_Saved data entries_:
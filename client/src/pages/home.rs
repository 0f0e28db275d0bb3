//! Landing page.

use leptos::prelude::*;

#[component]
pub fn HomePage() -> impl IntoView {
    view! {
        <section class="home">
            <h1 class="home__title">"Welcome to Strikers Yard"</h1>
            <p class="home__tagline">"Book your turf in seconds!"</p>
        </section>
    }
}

--

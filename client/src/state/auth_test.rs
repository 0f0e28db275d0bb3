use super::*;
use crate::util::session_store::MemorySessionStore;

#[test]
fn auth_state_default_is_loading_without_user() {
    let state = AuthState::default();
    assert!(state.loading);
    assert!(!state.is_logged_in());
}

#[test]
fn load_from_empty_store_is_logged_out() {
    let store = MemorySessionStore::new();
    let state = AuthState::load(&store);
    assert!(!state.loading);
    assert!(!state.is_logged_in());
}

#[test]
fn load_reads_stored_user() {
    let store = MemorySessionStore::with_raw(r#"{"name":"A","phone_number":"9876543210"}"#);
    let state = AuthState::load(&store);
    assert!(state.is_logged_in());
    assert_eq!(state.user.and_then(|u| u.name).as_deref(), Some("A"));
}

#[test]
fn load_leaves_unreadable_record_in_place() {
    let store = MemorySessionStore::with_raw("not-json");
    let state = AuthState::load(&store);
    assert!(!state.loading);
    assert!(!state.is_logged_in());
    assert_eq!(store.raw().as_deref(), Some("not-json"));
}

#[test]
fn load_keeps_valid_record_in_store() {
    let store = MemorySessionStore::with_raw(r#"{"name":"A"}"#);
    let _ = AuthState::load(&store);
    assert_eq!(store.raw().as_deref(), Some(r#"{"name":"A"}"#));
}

_Activity_:
Filter the entries and copy out every line with the word "client".

_Task answer_:
filename client/src/pages/home.rs
filename client/src/state/auth_test.rs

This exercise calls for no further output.